After pair decoding, reads were aligned to the reference E. coli genome with Minimap [10] and the read accuracy calculated as (number of matches)/(length of alignment). We find that our banded 2D beam search improves the median accuracy from 87.6% for single reads to 93.2% for 1D2 read pairs (Fig. 2), nearly halving the error rate of our PoreOverNet basecaller.

Fig. 2
figure 2

Consensus decoding improves sequencing accuracy. Reads were run through PoreOverNet (magenta), the community basecaller DeepNano-blitz (yellow), and ONT’s Bonito basecaller (blue) to generate softmax probabilities, which were then decoded using our algorithms. Guppy accuracies (in violet) were generated entirely from running the Guppy basecaller and its 1D2 basecalling mode without any additional decoding. The Guppy basecaller has the option of two neural network architectures using either smaller (fast) or larger (high accuracy, hac) recurrent layer sizes. DeepNano-blitz was run with its width64 network. The median accuracy is represented by a dashed line

Our software can readily be adapted to work with the output of other neural network basecallers. Application to the recent DeepNano-blitz [11], showed a similar gain in accuracy from consensus decoding. We also applied our algorithm to the ONT basecaller Bonito [12], a research basecaller inspired by recent successes of purely convolutional neural networks in speech recognition, and compared results with Guppy, an earlier ONT basecaller which can make use of 1D2. Our consensus method lifts Bonito’s median accuracy from 94.7% to 98.1%, better than halving the median error rate for single read basecalling and surpassing the consensus accuracy of Guppy’s 1D2 method (Fig. 2). Unlike Guppy, our code is open source; further, it is modular in design, making it straightforwardly modifiable and re-usable for other basecallers. We thus envision the PoreOver as a consensus decoding tool to be used in concert with a state-of-the-art CTC basecaller such as Bonito. Since initial submission of this paper, the Bonito basecaller now includes an implementation of our pair decoding algorithm (as of version 0.2.0, [12]).

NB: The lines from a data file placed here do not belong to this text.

use crate::error::{BackupError, Result};
use crate::model::DeviceTarget;
use std::path::{Path, PathBuf};

/// 路由器清单，外部维护的 JSON 文件，这里只做读取
#[derive(Debug, Clone)]
pub struct Inventory {
    path: PathBuf,
}

impl Inventory {
    pub fn new(path: impl Into<PathBuf>) -> Self {
        Self { path: path.into() }
    }

    pub fn path(&self) -> &Path {
        &self.path
    }

    /// 读取全部路由器，文件不存在时返回空清单
    pub fn load(&self) -> Result<Vec<DeviceTarget>> {
        if !self.path.exists() {
            return Ok(Vec::new());
        }
        let content = std::fs::read_to_string(&self.path)?;
        let routers: Vec<DeviceTarget> = serde_json::from_str(&content)?;
        Ok(routers)
    }

    /// 按 ID 查找一台路由器
    pub fn find(&self, router_id: &str) -> Result<DeviceTarget> {
        self.load()?
            .into_iter()
            .find(|r| r.id == router_id)
            .ok_or_else(|| BackupError::RouterNotFound(router_id.to_string()))
    }
}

Generalizing beyond a pair of reads, consensus approaches are relevant to polishing, the task of refining a draft genome assembly by realigning reads to the draft. There are several approaches to polishing via multi-read consensus: some analyze the raw current signal using a hidden Markov Model [13] or dynamic time warping [14], while others analyze the basecalled sequence using neural networks [15, 16]. To our knowledge none of the neural network methods explicitly use the intermediate basecaller probabilities (instead relying on previously basecalled sequence), while the methods that do use the raw signal do not use neural networks. The pairwise dynamic programming approach we describe could be extended to multiple reads, although the curse of dimensionality (a full dynamic programming alignment of N reads takes \(\mathcal {O}\left (T^{N}\right)\) steps) would necessitate additional heuristics to narrow down the search space. These could include generalizing alignment envelopes to multiple sequences, or performing a stochastic search. With such heuristics, it should be possible to implement an algorithm to exploit the basecaller probabilities for general, multi-read consensus [7].